* **PROVIDED INFORMATION**:
'''

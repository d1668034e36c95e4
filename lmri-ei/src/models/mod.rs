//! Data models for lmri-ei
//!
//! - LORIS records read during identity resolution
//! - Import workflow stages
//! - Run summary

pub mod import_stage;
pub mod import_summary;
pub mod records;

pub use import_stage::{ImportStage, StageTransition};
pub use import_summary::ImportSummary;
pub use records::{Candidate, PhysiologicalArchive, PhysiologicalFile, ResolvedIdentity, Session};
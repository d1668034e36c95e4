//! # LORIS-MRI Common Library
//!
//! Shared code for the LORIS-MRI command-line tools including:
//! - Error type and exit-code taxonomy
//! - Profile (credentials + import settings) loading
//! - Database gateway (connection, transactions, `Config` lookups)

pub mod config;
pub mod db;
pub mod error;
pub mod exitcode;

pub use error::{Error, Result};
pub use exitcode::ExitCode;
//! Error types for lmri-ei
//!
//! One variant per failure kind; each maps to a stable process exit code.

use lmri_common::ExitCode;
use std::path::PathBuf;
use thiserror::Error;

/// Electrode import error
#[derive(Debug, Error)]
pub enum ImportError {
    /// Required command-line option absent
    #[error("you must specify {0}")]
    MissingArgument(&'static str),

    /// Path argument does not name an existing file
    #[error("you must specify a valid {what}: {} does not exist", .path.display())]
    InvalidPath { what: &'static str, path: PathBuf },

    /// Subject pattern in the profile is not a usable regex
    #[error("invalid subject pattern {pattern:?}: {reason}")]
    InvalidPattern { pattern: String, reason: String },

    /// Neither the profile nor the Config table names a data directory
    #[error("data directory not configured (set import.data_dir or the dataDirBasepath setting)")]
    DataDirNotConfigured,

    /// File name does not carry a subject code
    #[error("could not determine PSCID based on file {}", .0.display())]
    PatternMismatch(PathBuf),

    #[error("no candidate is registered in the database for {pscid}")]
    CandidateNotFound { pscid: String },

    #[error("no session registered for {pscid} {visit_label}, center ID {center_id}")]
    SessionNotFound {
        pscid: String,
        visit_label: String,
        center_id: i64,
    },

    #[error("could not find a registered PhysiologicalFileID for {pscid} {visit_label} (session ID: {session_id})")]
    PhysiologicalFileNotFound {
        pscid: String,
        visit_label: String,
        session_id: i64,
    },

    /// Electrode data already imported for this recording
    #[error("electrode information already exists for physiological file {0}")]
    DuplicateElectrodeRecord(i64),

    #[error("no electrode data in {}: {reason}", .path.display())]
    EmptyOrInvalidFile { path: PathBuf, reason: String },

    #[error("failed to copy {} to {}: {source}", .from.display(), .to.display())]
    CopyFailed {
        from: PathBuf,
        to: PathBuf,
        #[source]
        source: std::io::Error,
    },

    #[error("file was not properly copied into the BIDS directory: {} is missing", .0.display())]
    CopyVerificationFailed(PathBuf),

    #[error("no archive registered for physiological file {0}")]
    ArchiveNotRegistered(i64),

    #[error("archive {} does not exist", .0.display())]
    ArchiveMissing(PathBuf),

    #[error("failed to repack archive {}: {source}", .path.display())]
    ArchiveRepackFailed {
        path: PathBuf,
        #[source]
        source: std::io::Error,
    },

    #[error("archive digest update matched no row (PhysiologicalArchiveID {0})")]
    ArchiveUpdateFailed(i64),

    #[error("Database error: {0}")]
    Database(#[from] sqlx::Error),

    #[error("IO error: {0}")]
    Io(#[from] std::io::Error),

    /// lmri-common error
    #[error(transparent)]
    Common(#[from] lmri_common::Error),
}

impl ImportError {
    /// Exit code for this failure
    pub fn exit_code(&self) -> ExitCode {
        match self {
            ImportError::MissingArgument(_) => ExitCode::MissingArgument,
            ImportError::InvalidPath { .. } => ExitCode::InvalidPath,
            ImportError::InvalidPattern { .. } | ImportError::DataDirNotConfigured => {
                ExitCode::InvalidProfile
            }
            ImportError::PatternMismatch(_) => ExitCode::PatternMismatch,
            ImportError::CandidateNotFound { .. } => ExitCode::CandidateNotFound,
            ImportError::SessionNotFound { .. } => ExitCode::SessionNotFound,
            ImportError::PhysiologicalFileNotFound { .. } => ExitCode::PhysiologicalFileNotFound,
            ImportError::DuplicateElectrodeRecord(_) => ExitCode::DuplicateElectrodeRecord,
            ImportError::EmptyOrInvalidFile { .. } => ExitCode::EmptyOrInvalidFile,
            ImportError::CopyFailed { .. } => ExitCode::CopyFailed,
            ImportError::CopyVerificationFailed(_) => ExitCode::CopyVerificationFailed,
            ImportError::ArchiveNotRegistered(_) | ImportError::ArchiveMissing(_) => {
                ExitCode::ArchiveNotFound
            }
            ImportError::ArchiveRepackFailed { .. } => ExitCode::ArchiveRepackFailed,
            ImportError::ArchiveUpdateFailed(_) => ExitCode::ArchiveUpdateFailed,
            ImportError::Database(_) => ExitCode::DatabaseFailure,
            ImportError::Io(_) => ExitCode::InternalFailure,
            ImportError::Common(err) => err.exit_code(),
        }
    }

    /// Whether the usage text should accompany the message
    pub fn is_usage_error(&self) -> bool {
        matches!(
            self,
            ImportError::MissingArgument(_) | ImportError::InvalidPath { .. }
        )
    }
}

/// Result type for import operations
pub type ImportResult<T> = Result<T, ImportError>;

'''
'''

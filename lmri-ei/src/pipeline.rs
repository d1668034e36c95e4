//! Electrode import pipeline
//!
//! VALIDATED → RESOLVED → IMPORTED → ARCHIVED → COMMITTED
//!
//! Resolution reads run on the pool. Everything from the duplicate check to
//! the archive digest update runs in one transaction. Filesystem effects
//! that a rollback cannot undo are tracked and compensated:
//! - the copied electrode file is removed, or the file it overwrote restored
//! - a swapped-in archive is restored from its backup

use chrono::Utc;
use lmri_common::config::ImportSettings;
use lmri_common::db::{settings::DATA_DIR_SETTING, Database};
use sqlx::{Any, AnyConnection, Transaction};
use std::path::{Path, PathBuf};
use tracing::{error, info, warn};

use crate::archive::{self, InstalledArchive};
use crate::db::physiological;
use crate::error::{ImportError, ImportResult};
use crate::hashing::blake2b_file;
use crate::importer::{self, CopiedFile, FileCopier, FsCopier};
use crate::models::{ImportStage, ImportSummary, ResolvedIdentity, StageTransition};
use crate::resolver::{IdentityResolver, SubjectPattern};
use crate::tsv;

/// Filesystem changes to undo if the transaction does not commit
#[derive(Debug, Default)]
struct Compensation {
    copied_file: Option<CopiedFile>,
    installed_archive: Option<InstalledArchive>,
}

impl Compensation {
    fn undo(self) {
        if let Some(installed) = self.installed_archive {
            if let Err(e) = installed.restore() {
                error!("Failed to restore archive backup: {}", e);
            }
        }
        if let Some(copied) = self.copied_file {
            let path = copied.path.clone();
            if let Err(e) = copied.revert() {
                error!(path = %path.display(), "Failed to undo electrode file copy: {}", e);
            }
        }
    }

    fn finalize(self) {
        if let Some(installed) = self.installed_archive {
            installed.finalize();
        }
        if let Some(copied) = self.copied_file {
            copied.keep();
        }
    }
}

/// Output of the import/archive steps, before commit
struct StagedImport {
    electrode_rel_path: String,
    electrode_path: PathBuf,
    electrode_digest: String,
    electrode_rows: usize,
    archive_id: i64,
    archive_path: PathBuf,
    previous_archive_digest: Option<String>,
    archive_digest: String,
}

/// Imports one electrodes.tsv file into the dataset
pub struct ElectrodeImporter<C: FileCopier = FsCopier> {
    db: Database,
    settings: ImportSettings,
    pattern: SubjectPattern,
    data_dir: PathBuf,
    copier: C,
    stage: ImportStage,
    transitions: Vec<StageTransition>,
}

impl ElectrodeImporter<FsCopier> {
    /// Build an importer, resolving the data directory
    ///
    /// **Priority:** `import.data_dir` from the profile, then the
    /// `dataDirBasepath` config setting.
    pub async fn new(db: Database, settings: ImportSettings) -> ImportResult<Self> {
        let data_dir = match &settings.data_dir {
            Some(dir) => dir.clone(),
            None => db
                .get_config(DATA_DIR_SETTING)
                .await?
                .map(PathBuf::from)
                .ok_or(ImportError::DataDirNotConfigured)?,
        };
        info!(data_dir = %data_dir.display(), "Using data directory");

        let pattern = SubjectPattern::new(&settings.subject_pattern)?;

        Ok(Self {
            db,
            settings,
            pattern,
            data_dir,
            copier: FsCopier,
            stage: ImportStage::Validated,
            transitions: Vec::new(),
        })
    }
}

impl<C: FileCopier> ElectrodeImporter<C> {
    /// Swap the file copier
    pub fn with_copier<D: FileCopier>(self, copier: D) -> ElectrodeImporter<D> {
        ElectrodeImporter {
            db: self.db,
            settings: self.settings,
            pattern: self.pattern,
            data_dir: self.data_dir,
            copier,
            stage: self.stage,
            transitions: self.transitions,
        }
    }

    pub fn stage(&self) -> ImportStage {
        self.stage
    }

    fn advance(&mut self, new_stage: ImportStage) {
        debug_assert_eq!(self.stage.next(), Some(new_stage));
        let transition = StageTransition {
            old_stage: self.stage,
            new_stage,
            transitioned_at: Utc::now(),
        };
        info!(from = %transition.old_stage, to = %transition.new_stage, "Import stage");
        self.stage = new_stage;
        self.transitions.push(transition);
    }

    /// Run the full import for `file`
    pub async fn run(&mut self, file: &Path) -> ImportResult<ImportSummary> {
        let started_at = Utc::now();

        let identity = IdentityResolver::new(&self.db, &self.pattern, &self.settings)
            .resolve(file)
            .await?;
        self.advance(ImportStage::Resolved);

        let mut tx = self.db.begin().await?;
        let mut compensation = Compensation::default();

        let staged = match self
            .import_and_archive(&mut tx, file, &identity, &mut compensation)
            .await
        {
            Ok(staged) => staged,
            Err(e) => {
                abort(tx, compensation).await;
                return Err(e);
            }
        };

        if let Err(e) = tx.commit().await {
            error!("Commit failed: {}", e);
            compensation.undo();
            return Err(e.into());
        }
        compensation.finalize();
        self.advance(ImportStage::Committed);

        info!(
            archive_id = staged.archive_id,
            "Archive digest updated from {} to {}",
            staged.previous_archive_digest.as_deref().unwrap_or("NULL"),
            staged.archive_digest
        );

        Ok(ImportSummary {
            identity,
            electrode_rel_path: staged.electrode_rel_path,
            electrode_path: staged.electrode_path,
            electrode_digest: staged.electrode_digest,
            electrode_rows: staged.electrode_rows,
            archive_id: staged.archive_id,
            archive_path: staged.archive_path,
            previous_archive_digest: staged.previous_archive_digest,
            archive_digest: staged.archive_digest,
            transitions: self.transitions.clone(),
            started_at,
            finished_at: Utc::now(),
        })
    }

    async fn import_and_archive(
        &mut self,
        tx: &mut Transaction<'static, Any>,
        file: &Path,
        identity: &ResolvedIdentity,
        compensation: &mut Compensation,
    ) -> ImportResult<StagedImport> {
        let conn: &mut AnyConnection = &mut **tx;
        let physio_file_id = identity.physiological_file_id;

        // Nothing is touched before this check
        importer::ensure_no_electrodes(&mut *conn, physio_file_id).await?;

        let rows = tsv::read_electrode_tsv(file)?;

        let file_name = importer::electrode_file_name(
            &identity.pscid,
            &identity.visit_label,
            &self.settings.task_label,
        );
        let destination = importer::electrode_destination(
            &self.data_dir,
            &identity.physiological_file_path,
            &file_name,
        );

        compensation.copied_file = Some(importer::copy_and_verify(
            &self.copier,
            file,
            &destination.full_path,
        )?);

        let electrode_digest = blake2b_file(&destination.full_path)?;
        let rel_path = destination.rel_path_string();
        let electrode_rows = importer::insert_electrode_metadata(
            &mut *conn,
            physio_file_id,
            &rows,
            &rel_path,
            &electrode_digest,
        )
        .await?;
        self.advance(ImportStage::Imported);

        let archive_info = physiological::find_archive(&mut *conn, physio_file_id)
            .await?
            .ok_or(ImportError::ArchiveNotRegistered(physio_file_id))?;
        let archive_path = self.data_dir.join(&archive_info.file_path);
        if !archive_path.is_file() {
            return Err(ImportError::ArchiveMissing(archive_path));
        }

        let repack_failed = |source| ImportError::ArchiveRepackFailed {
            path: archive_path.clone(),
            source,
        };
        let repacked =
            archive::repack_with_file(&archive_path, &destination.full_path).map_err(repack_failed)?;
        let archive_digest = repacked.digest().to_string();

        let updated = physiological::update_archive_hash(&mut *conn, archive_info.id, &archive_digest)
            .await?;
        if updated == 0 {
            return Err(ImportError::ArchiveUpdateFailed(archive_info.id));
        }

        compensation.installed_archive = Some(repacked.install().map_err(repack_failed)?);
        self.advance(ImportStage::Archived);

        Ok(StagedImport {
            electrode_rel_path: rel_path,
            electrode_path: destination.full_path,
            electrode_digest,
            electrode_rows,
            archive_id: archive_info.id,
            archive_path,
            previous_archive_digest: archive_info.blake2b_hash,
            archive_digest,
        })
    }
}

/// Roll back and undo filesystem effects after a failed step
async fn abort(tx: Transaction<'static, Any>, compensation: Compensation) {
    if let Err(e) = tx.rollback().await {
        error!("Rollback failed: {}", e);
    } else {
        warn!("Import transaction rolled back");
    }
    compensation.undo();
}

'''

* **WHAT IS BEING ASKED**:
Find each line of the data above that holds the word "CandidateNotFound", then copy it.

* **ANSWER SPACE**:
    CandidateNotFound { pscid: String },
            ImportError::CandidateNotFound { .. } => ExitCode::CandidateNotFound,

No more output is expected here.